Three years ago, President Bush opened the nation’s laboratory doors for the first time to federal taxpayer funding for human embryonic stem cell research.
The President remains committed to this groundbreaking policy that is advancing medical research into some of our most debilitating diseases. As we look forward to further progress on stem cell research, both embryonic and adult, it is important to keep in mind several important points.
President Bush provided -- for the first time -- federal funding of embryonic stem cell research. The President’s unprecedented decision allows for federal funding of research using existing stem cell lines that were derived before Aug. 9, 2001, with no limits on private funding of research. The President believes that federal funds should not be used to encourage or support further destruction of human embryos, a principle that has been part of federal law since 1996. The impact of the President’s decision was to open the flow of federal research dollars for embryonic stem cells and help accelerate work in this field.

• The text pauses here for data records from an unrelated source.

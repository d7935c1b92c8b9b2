use crate::error::{BrowseError, Result};
use std::fs;
use std::path::{Component, Path, PathBuf};

fn is_separator(c: char) -> bool {
    c == '/' || c == std::path::MAIN_SEPARATOR
}

/// Joins `relative` onto `base` without touching the filesystem. `.` and `..`
/// segments are folded lexically; `..` never climbs above the root.
pub fn resolve(relative: &str, base: &Path) -> PathBuf {
    let joined = base.join(relative);
    let mut out = PathBuf::new();
    for component in joined.components() {
        match component {
            Component::Prefix(_) | Component::RootDir => out.push(component.as_os_str()),
            Component::CurDir => {}
            Component::ParentDir => {
                if out.parent().is_some() {
                    out.pop();
                }
            }
            Component::Normal(segment) => out.push(segment),
        }
    }
    out
}

/// Rejects reported lines that can never name a path.
pub fn validate_line(line: &str) -> Result<&str> {
    if line.contains('\0') {
        return Err(BrowseError::PathResolution {
            path: line.replace('\0', "\\0"),
            reason: "contains a NUL byte".to_string(),
        });
    }
    Ok(line)
}

pub fn segments(path: &str) -> impl Iterator<Item = &str> {
    path.split(is_separator).filter(|segment| !segment.is_empty())
}

pub fn top_level_segment(path: &str) -> &str {
    segments(path).next().unwrap_or_default()
}

/// Drops everything up to and including the first separator. A line without
/// a separator names the scope itself and strips to the empty string.
pub fn strip_leading_segment(path: &str) -> &str {
    let trimmed = path.trim_start_matches(is_separator);
    match trimmed.find(is_separator) {
        Some(idx) => trimmed[idx..].trim_start_matches(is_separator),
        None => "",
    }
}

/// Directory probe that follows symlinks; any error reads as "not a directory".
pub fn is_directory(path: &Path) -> bool {
    fs::metadata(path)
        .map(|meta| meta.is_dir())
        .unwrap_or(false)
}

pub fn home_dir() -> Result<PathBuf> {
    dirs::home_dir().ok_or_else(|| BrowseError::PathResolution {
        path: "~".to_string(),
        reason: "home directory could not be determined".to_string(),
    })
}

The policy is working. Under President Bush, federal funding for embryonic stem cell research has grown from zero under previous administrations to $24.8 million in fiscal year 2003, with no limits on future federal funding of research on eligible lines. This investment has supported more than 500 shipments of stem cell lines to researchers around the world who are in the early stages of finding ways stem cells can be used to treat diseases such as neurological disorders, diabetes and heart disease. Additionally, in fiscal year 2003, the National Institutes of Health (NIH) provided $190.7 million in adult stem cell research, which continues to show exciting promise.
The Administration is working to maximize research opportunities within the federal guidelines. NIH is taking new steps to create a National Embryonic Stem Cell Bank that will provide a ready source of human embryonic stem cells to scientists, ensure consistent quality of the lines and provide other technical support that will make it easier for scientists to use these lines. NIH is also creating three new Centers of Excellence for Translational Stem Cell Research with the goal of exploiting new discoveries in basic embryonic and stem cell biology.

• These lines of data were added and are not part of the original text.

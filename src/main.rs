mod actions;
mod app;
mod backend;
mod config;
mod domain;
mod error;
mod handlers;
mod infra;
mod listing;
mod logging;
mod paths;
mod terminal;
mod ui;

use crate::actions::{run_foreground_action, send_task};
use crate::app::{App, BackendEvent, BackendTask};
use crate::backend::worker_loop;
use crate::config::AppConfig;
use crate::handlers::Controller;
use crate::infra::{ChezmoiClient, ShellChezmoiClient};
use crate::terminal::{Tui, init_terminal, restore_terminal};
use crate::ui::Theme;
use anyhow::{Context, Result};
use crossterm::event::{self, Event, KeyEventKind};
use std::io::{self, BufRead, Write};
use std::path::Path;
use std::sync::Arc;
use std::time::{Duration, Instant};
use tokio::sync::mpsc;

#[tokio::main]
async fn main() -> Result<()> {
    let config = match AppConfig::load_or_default() {
        Ok(cfg) => cfg,
        Err(err) => {
            eprintln!("failed to load config, using defaults: {err:#}");
            AppConfig::default()
        }
    };
    logging::init_tracing()?;
    tracing::info!(binary = %config.binary, "starting");

    let home_dir = paths::home_dir()?;
    if !preflight(&config.binary, &home_dir)? {
        std::process::exit(1);
    }

    let mut terminal = init_terminal()?;
    let run_result = run_app(&mut terminal, &config, home_dir).await;

    restore_terminal(&mut terminal)?;
    if let Err(err) = run_result {
        tracing::error!(error = %format!("{err:#}"), "exiting with error");
        eprintln!("{err:#}");
        std::process::exit(1);
    }

    Ok(())
}

/// Returns `false` when the user declines to initialize the tool.
fn preflight(binary: &str, home_dir: &Path) -> Result<bool> {
    if !infra::is_installed(binary) {
        anyhow::bail!("chezmoi is not installed, please install chezmoi first");
    }
    if infra::is_initialized(binary, home_dir) {
        return Ok(true);
    }

    print!("chezmoi is not initialized. Do you want us to initialize it for you [Y/n]? ");
    io::stdout().flush().context("failed to flush prompt")?;
    let mut answer = String::new();
    io::stdin()
        .lock()
        .read_line(&mut answer)
        .context("failed to read answer")?;

    if !accepts_init(&answer) {
        tracing::info!("initialization declined");
        return Ok(false);
    }
    infra::init(binary).context("failed to initialize chezmoi")?;
    Ok(true)
}

fn accepts_init(answer: &str) -> bool {
    matches!(answer.trim().to_ascii_lowercase().as_str(), "" | "y" | "yes")
}

async fn run_app(terminal: &mut Tui, config: &AppConfig, home_dir: std::path::PathBuf) -> Result<()> {
    let theme = Theme::from_config(config);
    let mut app = App::new(home_dir.clone(), config.notice_duration());
    let client: Arc<dyn ChezmoiClient> = Arc::new(ShellChezmoiClient::new(config.binary.clone()));

    let (task_tx, task_rx) = mpsc::unbounded_channel::<BackendTask>();
    let (event_tx, mut event_rx) = mpsc::unbounded_channel::<BackendEvent>();

    tokio::spawn(worker_loop(client.clone(), task_rx, event_tx));
    let controller = Controller::new(client, home_dir, task_tx.clone());

    send_task(&mut app, &task_tx, BackendTask::Status)?;
    controller.show_all(&mut app, Instant::now());

    while !app.should_quit {
        while let Ok(event) = event_rx.try_recv() {
            controller.handle_backend_event(&mut app, event, Instant::now());
        }

        if app.is_suspended() {
            run_foreground_action(terminal, &mut app, &controller)?;
        }

        app.expire_notice(Instant::now());
        terminal.draw(|frame| ui::draw(frame, &mut app, &theme))?;

        if event::poll(Duration::from_millis(100)).context("event poll failed")?
            && let Event::Key(key) = event::read().context("event read failed")?
            && key.kind == KeyEventKind::Press
        {
            controller.handle_key(&mut app, key, Instant::now())?;
        }
    }

    tracing::info!("quit");
    Ok(())
}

Let’s take advantage of the great opportunity that exists before arguing that more is needed. The President’s policy holds tremendous and yet-untapped potential, and there is much work to do. Before anyone can successfully argue that the existing federal stem cell policy needs to be broadened, we must first exhaust the potential of the stem cell lines made available within the policy, as well as the ability of the private sector to go beyond the policy. Keep in mind: More lines are available in the United States than any other country in the world. And while federal funding has paid for more than 500 shipments to researchers to date, more than 3,500 shipments are still available. Unlike many countries, there are no limits in the United States on private stem cell research. One study estimates that 1,000 scientists at more than 30 firms spent $208 million experimenting on embryonic and adult stem cells in 2002 alone.
The future is promising. Years of hard work remains to be done before the basic research of today can become viable treatments and cures tomorrow. There is good reason to be optimistic. And this optimism is made possible by the reasoned policy of President Bush.
Fair and reasonable people can disagree on this complex and difficult issue. President Bush made a tough decision that invested in the scientific promise of embryonic stem cell research without compromising an important ethical line. Three years later, it is clear that this balanced approach is working. The future is promising with the new research opportunities provided by President Bush’s historic decision.